YOUR INSTRUCTIONS: Restate word for word the entries below, starting with the line with "fn stream(&mut self)" and continuing through the line with "Nothing is retried.". Include both of those lines and no others.

DATA SHOWN:
= = = =

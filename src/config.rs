//! Server and client settings.
//!
//! Both structs deserialize from TOML with every field optional; missing
//! fields take the defaults below. Command-line flags in the binaries are
//! applied on top of whatever the file provides.

use std::fs;
use std::net::{Ipv4Addr, SocketAddr, SocketAddrV4};
use std::path::{Path, PathBuf};
use std::time::Duration;

use serde::{Deserialize, Serialize};

use crate::channel::{ChannelOptions, DEFAULT_CHUNK_SIZE};
use crate::errors::{RegError, Result};
use crate::storage::DOCS_DIR;

pub const DEFAULT_PORT: u16 = 55000;
pub const DEFAULT_IO_TIMEOUT_SECS: u64 = 60;
pub const DEFAULT_MAX_BUNDLE_SIZE: u64 = 64 * 1024 * 1024;
pub const DEFAULT_MAX_RESPONSE_SIZE: usize = 64 * 1024;

/// How the accept loop paces itself.
#[derive(Clone, Copy, Debug, Default, PartialEq, Eq, Serialize, Deserialize)]
#[serde(rename_all = "snake_case")]
pub enum AcceptPolicy {
    /// Accept the next connection only once the previous one has been
    /// registered.
    #[default]
    AwaitRegistration,
    /// Accept again right after spawning the session task.
    Immediate,
}

#[derive(Clone, Debug, PartialEq, Eq, Serialize, Deserialize)]
#[serde(default)]
pub struct ServerConfig {
    pub bind_addr: SocketAddr,
    pub docs_dir: PathBuf,
    pub chunk_size: usize,
    /// `None` disables the payload timeout.
    pub io_timeout_secs: Option<u64>,
    pub max_bundle_size: u64,
    pub accept_policy: AcceptPolicy,
}

impl Default for ServerConfig {
    fn default() -> Self {
        Self {
            bind_addr: SocketAddr::V4(SocketAddrV4::new(
                Ipv4Addr::UNSPECIFIED,
                DEFAULT_PORT,
            )),
            docs_dir: PathBuf::from(DOCS_DIR),
            chunk_size: DEFAULT_CHUNK_SIZE,
            io_timeout_secs: Some(DEFAULT_IO_TIMEOUT_SECS),
            max_bundle_size: DEFAULT_MAX_BUNDLE_SIZE,
            accept_policy: AcceptPolicy::default(),
        }
    }
}

impl ServerConfig {
    pub fn load(path: &Path) -> Result<Self> {
        let content = fs::read_to_string(path)?;
        Self::from_toml_str(&content)
    }

    pub fn from_toml_str(content: &str) -> Result<Self> {
        let config: Self = toml::from_str(content)?;
        config.validate()?;
        Ok(config)
    }

    pub fn with_port(mut self, port: u16) -> Self {
        self.bind_addr.set_port(port);
        self
    }

    pub fn validate(&self) -> Result<()> {
        validate_chunk_size(self.chunk_size)?;
        if self.max_bundle_size == 0 {
            return Err(RegError::Config(
                "max_bundle_size must be positive".to_owned(),
            ));
        }
        Ok(())
    }

    pub fn channel_options(&self) -> ChannelOptions {
        ChannelOptions {
            chunk_size: self.chunk_size,
            io_timeout: self.io_timeout_secs.map(Duration::from_secs),
            max_bundle_size: self.max_bundle_size,
        }
    }
}

#[derive(Clone, Debug, PartialEq, Eq, Serialize, Deserialize)]
#[serde(default)]
pub struct ClientConfig {
    /// `host:port` of the operator.
    pub server_addr: String,
    pub chunk_size: usize,
    pub connect_timeout_secs: Option<u64>,
    pub io_timeout_secs: Option<u64>,
    pub max_response_size: usize,
}

impl Default for ClientConfig {
    fn default() -> Self {
        Self {
            server_addr: format!("127.0.0.1:{DEFAULT_PORT}"),
            chunk_size: DEFAULT_CHUNK_SIZE,
            connect_timeout_secs: Some(10),
            io_timeout_secs: Some(DEFAULT_IO_TIMEOUT_SECS),
            max_response_size: DEFAULT_MAX_RESPONSE_SIZE,
        }
    }
}

impl ClientConfig {
    pub fn new(server_addr: impl Into<String>) -> Self {
        Self {
            server_addr: server_addr.into(),
            ..Self::default()
        }
    }

    pub fn load(path: &Path) -> Result<Self> {
        let content = fs::read_to_string(path)?;
        Self::from_toml_str(&content)
    }

    pub fn from_toml_str(content: &str) -> Result<Self> {
        let config: Self = toml::from_str(content)?;
        config.validate()?;
        Ok(config)
    }

    pub fn validate(&self) -> Result<()> {
        validate_chunk_size(self.chunk_size)?;
        if self.server_addr.trim().is_empty() {
            return Err(RegError::Config("server_addr is empty".to_owned()));
        }
        Ok(())
    }

    pub fn connect_timeout(&self) -> Option<Duration> {
        self.connect_timeout_secs.map(Duration::from_secs)
    }

    pub fn channel_options(&self) -> ChannelOptions {
        ChannelOptions {
            chunk_size: self.chunk_size,
            io_timeout: self.io_timeout_secs.map(Duration::from_secs),
            max_bundle_size: DEFAULT_MAX_BUNDLE_SIZE,
        }
    }
}

fn validate_chunk_size(chunk_size: usize) -> Result<()> {
    if chunk_size == 0 {
        return Err(RegError::Config("chunk_size must be positive".to_owned()));
    }
    Ok(())
}
//! Length-announced transfer of one bundle over a byte stream.
//!
//! A sender first writes the decimal length of the encoded bundle (or the
//! [`DISCONNECT_SENTINEL`] to say nothing follows), then the bundle bytes.
//! The receiver accumulates fixed-size chunks until the announced length
//! has arrived. Either message may be split or coalesced by the transport;
//! the announcement ends at the first non-digit byte.

use std::time::Duration;

use log::{debug, trace};
use tokio::io::{AsyncRead, AsyncReadExt, AsyncWrite, AsyncWriteExt};

use crate::errors::{RegError, Result};

/// Sent in place of a size announcement to close the connection.
pub const DISCONNECT_SENTINEL: &str = "\nConnection closed";

pub const DEFAULT_CHUNK_SIZE: usize = 1024;

/// Largest number of decimal digits accepted in a size announcement.
const MAX_ANNOUNCEMENT_DIGITS: usize = 20;

#[derive(Clone, Copy, Debug, PartialEq, Eq)]
pub struct ChannelOptions {
    /// Receive buffer size for payload reads.
    pub chunk_size: usize,
    /// Applied to payload reads and to writes. Waiting for the announcement
    /// or for an operator response is never timed out.
    pub io_timeout: Option<Duration>,
    /// Announcements above this are rejected.
    pub max_bundle_size: u64,
}

impl Default for ChannelOptions {
    fn default() -> Self {
        Self {
            chunk_size: DEFAULT_CHUNK_SIZE,
            io_timeout: Some(Duration::from_secs(60)),
            max_bundle_size: 64 * 1024 * 1024,
        }
    }
}

/// First message of a transfer.
#[derive(Clone, Debug, PartialEq, Eq)]
pub enum Announcement {
    /// `prefix` holds payload bytes that arrived in the same read as the
    /// announcement.
    Size { announced: u64, prefix: Vec<u8> },
    Disconnect,
}

/// Interprets the first message received on a connection.
///
/// The announcement is the leading run of ASCII digits; anything after it
/// is the start of the payload.
pub fn parse_announcement(message: &[u8], max_size: u64) -> Result<Announcement> {
    if message.starts_with(DISCONNECT_SENTINEL.as_bytes()) {
        return Ok(Announcement::Disconnect);
    }

    let invalid =
        || RegError::InvalidSizeHeader(preview(message).into_owned());

    let digits = message
        .iter()
        .take_while(|byte| byte.is_ascii_digit())
        .count();
    if digits == 0 || digits > MAX_ANNOUNCEMENT_DIGITS {
        return Err(invalid());
    }

    let announced: u64 = std::str::from_utf8(&message[..digits])
        .ok()
        .and_then(|text| text.parse().ok())
        .ok_or_else(invalid)?;
    if announced > max_size {
        return Err(invalid());
    }

    let prefix = message[digits..].to_vec();
    if prefix.len() as u64 > announced {
        return Err(invalid());
    }

    Ok(Announcement::Size { announced, prefix })
}

fn preview(message: &[u8]) -> std::borrow::Cow<'_, str> {
    String::from_utf8_lossy(&message[..message.len().min(64)])
}

/// Progress of one payload transfer.
#[derive(Debug)]
pub struct Transfer {
    announced: u64,
    buffer: Vec<u8>,
}

impl Transfer {
    pub fn new(announced: u64) -> Self {
        Self {
            announced,
            // grows as bytes arrive
            buffer: Vec::with_capacity(announced.min(1024 * 1024) as usize),
        }
    }

    pub fn announced(&self) -> u64 {
        self.announced
    }

    pub fn received(&self) -> u64 {
        self.buffer.len() as u64
    }

    pub fn remaining(&self) -> u64 {
        self.announced - self.received()
    }

    pub fn is_complete(&self) -> bool {
        self.announced > 0 && self.received() == self.announced
    }

    /// Appends a chunk. Chunks that would overshoot the announced size are
    /// refused.
    pub fn accept(&mut self, chunk: &[u8]) -> Result<()> {
        if chunk.len() as u64 > self.remaining() {
            return Err(RegError::ConnectionError(format!(
                "{} bytes would overshoot the announced {} by {}",
                chunk.len(),
                self.announced,
                chunk.len() as u64 - self.remaining()
            )));
        }
        self.buffer.extend_from_slice(chunk);
        Ok(())
    }

    pub fn into_bytes(self) -> Vec<u8> {
        self.buffer
    }
}

fn transport(e: std::io::Error) -> RegError {
    RegError::ConnectionError(e.to_string())
}

/// A byte stream carrying exactly one bundle transfer.
pub struct FramedChannel<S> {
    stream: Option<S>,
    options: ChannelOptions,
}

impl<S> FramedChannel<S>
where
    S: AsyncRead + AsyncWrite + Unpin,
{
    pub fn new(stream: S, options: ChannelOptions) -> Self {
        Self {
            stream: Some(stream),
            options,
        }
    }

    pub fn options(&self) -> &ChannelOptions {
        &self.options
    }

    pub fn is_closed(&self) -> bool {
        self.stream.is_none()
    }

    fn stream(&mut self) -> Result<&mut S> {
        self.stream.as_mut().ok_or_else(|| {
            RegError::ConnectionError("channel is closed".to_owned())
        })
    }

    async fn timed<T, F>(timeout: Option<Duration>, operation: F) -> Result<T>
    where
        F: std::future::Future<Output = std::io::Result<T>>,
    {
        match timeout {
            Some(limit) => tokio::time::timeout(limit, operation)
                .await?
                .map_err(transport),
            None => operation.await.map_err(transport),
        }
    }

    /// Writes `bytes` in full. Nothing is retried.
    pub async fn send(&mut self, bytes: &[u8]) -> Result<()> {
        if bytes.is_empty() {
            return Ok(());
        }
        let timeout = self.options.io_timeout;
        let stream = self.stream()?;
        Self::timed(timeout, async {
            stream.write_all(bytes).await?;
            stream.flush().await
        })
        .await?;
        trace!("sent {} bytes", bytes.len());
        Ok(())
    }

    pub async fn announce_size(&mut self, size: usize) -> Result<()> {
        debug!("announcing {size} bytes");
        self.send(size.to_string().as_bytes()).await
    }

    pub async fn send_disconnect(&mut self) -> Result<()> {
        debug!("sending disconnect sentinel");
        self.send(DISCONNECT_SENTINEL.as_bytes()).await
    }

    /// One read of at most `limit` bytes. An empty result means the peer
    /// closed its side.
    async fn read_chunk(
        &mut self,
        limit: usize,
        timeout: Option<Duration>,
    ) -> Result<Vec<u8>> {
        let mut buffer = vec![0u8; limit];
        let stream = self.stream()?;
        let read = Self::timed(timeout, stream.read(&mut buffer)).await?;
        buffer.truncate(read);
        Ok(buffer)
    }

    /// Waits for the first message of a transfer.
    pub async fn read_announcement(&mut self) -> Result<Announcement> {
        let chunk_size = self.options.chunk_size;
        let mut message = self.read_chunk(chunk_size, None).await?;
        if message.is_empty() {
            return Err(RegError::ConnectionError(
                "peer closed before announcing a size".to_owned(),
            ));
        }

        // The sentinel may be split across reads.
        let sentinel = DISCONNECT_SENTINEL.as_bytes();
        while message.len() < sentinel.len() && sentinel.starts_with(&message)
        {
            let more = self
                .read_chunk(sentinel.len() - message.len(), None)
                .await?;
            if more.is_empty() {
                break;
            }
            message.extend_from_slice(&more);
        }

        // So may the digits. The payload always starts with a non-digit.
        let timeout = self.options.io_timeout;
        while message.len() < MAX_ANNOUNCEMENT_DIGITS
            && message.iter().all(u8::is_ascii_digit)
        {
            let more = self.read_chunk(chunk_size, timeout).await?;
            if more.is_empty() {
                break;
            }
            message.extend_from_slice(&more);
        }

        parse_announcement(&message, self.options.max_bundle_size)
    }

    /// Waits while the peer has nothing more to say. Returns once it sends
    /// the disconnect sentinel or closes its side; any other bytes are
    /// discarded.
    pub async fn await_peer_exit(&mut self) -> Result<()> {
        let sentinel = DISCONNECT_SENTINEL.as_bytes();
        let chunk_size = self.options.chunk_size;
        let mut pending = Vec::new();
        loop {
            let chunk = self.read_chunk(chunk_size, None).await?;
            if chunk.is_empty() {
                return Ok(());
            }
            pending.extend_from_slice(&chunk);
            if pending
                .windows(sentinel.len())
                .any(|window| window == sentinel)
            {
                return Ok(());
            }
            trace!("ignoring {} unexpected bytes", chunk.len());
            let keep = pending.len().min(sentinel.len() - 1);
            pending.drain(..pending.len() - keep);
        }
    }

    /// Reads chunks until `transfer` holds the announced number of bytes.
    ///
    /// `on_progress` is called with the running total after every chunk.
    pub async fn receive_payload<F>(
        &mut self,
        transfer: &mut Transfer,
        mut on_progress: F,
    ) -> Result<()>
    where
        F: FnMut(u64),
    {
        let chunk_size = self.options.chunk_size as u64;
        let timeout = self.options.io_timeout;
        while transfer.remaining() > 0 {
            let limit = transfer.remaining().min(chunk_size) as usize;
            let chunk = self.read_chunk(limit, timeout).await?;
            if chunk.is_empty() {
                return Err(RegError::TruncatedTransfer {
                    received: transfer.received(),
                    announced: transfer.announced(),
                });
            }
            transfer.accept(&chunk)?;
            trace!(
                "received {} of {} bytes",
                transfer.received(),
                transfer.announced()
            );
            on_progress(transfer.received());
        }
        Ok(())
    }

    /// Reads until the peer closes or `max` bytes have arrived.
    pub async fn receive_to_end(&mut self, max: usize) -> Result<Vec<u8>> {
        let chunk_size = self.options.chunk_size;
        let mut received = Vec::new();
        while received.len() < max {
            let limit = chunk_size.min(max - received.len());
            let chunk = self.read_chunk(limit, None).await?;
            if chunk.is_empty() {
                break;
            }
            received.extend_from_slice(&chunk);
        }
        Ok(received)
    }

    /// Shuts the stream down and releases it. Closing twice does nothing.
    pub async fn close(&mut self) {
        if let Some(mut stream) = self.stream.take() {
            if let Err(e) = stream.shutdown().await {
                debug!("shutdown on close failed: {e}");
            }
        }
    }
}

= = = =

RESPONSE FOR THIS EXERCISE:
    fn stream(&mut self) -> Result<&mut S> {
        self.stream.as_mut().ok_or_else(|| {
            RegError::ConnectionError("channel is closed".to_owned())
        })
    }

    async fn timed<T, F>(timeout: Option<Duration>, operation: F) -> Result<T>
    where
        F: std::future::Future<Output = std::io::Result<T>>,
    {
        match timeout {
            Some(limit) => tokio::time::timeout(limit, operation)
                .await?
                .map_err(transport),
            None => operation.await.map_err(transport),
        }
    }

    /// Writes `bytes` in full. Nothing is retried.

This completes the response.